### INSTRUCTIONS FOR THE TASK
Tally every line in the data that has the word "filename" and report only the total.

### SOURCE DATA

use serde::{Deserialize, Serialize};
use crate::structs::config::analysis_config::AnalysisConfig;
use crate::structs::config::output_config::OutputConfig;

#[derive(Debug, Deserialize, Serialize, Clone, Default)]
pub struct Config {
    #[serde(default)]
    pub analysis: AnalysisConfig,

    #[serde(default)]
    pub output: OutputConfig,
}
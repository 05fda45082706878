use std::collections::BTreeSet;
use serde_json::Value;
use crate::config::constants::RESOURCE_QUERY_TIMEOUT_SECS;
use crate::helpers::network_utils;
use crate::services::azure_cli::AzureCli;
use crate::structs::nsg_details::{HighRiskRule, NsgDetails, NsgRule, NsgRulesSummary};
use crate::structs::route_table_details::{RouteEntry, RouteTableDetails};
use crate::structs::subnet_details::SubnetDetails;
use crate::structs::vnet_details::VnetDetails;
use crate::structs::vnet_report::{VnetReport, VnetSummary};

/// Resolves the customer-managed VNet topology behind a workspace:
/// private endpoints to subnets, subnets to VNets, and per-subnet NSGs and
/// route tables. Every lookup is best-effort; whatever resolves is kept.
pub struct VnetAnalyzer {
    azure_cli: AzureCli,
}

* * *

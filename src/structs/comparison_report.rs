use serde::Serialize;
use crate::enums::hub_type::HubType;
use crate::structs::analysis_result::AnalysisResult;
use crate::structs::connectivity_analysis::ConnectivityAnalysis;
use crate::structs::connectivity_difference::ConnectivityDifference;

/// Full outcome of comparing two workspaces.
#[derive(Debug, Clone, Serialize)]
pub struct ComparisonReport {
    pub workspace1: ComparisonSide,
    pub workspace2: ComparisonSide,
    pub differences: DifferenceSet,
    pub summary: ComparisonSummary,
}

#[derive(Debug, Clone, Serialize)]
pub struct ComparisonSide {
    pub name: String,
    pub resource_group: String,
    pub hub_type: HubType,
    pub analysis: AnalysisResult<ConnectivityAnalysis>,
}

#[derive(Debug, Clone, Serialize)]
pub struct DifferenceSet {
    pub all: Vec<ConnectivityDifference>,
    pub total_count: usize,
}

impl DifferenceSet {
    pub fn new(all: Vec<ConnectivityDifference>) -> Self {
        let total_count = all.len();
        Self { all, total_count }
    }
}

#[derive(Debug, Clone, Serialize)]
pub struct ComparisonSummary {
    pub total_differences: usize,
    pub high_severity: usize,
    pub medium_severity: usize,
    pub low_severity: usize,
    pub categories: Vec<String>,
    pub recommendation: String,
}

---

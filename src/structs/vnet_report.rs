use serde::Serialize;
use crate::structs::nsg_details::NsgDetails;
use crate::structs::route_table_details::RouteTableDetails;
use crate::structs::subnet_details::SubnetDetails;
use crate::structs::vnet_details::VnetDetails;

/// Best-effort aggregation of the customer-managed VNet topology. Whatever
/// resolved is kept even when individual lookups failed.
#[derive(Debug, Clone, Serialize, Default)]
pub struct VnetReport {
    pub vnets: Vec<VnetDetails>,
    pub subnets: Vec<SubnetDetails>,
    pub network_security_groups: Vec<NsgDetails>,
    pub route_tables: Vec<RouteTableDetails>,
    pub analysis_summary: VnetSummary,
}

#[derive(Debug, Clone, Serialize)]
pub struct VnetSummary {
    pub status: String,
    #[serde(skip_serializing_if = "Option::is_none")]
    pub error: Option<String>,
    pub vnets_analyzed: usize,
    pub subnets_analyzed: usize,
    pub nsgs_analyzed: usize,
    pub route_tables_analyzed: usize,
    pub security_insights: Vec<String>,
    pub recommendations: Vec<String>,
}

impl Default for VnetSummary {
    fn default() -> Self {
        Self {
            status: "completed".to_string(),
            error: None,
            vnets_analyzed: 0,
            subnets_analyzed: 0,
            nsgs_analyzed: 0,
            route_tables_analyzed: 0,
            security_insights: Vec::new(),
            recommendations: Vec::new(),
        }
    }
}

### ANSWER TO THIS EXERCISE
2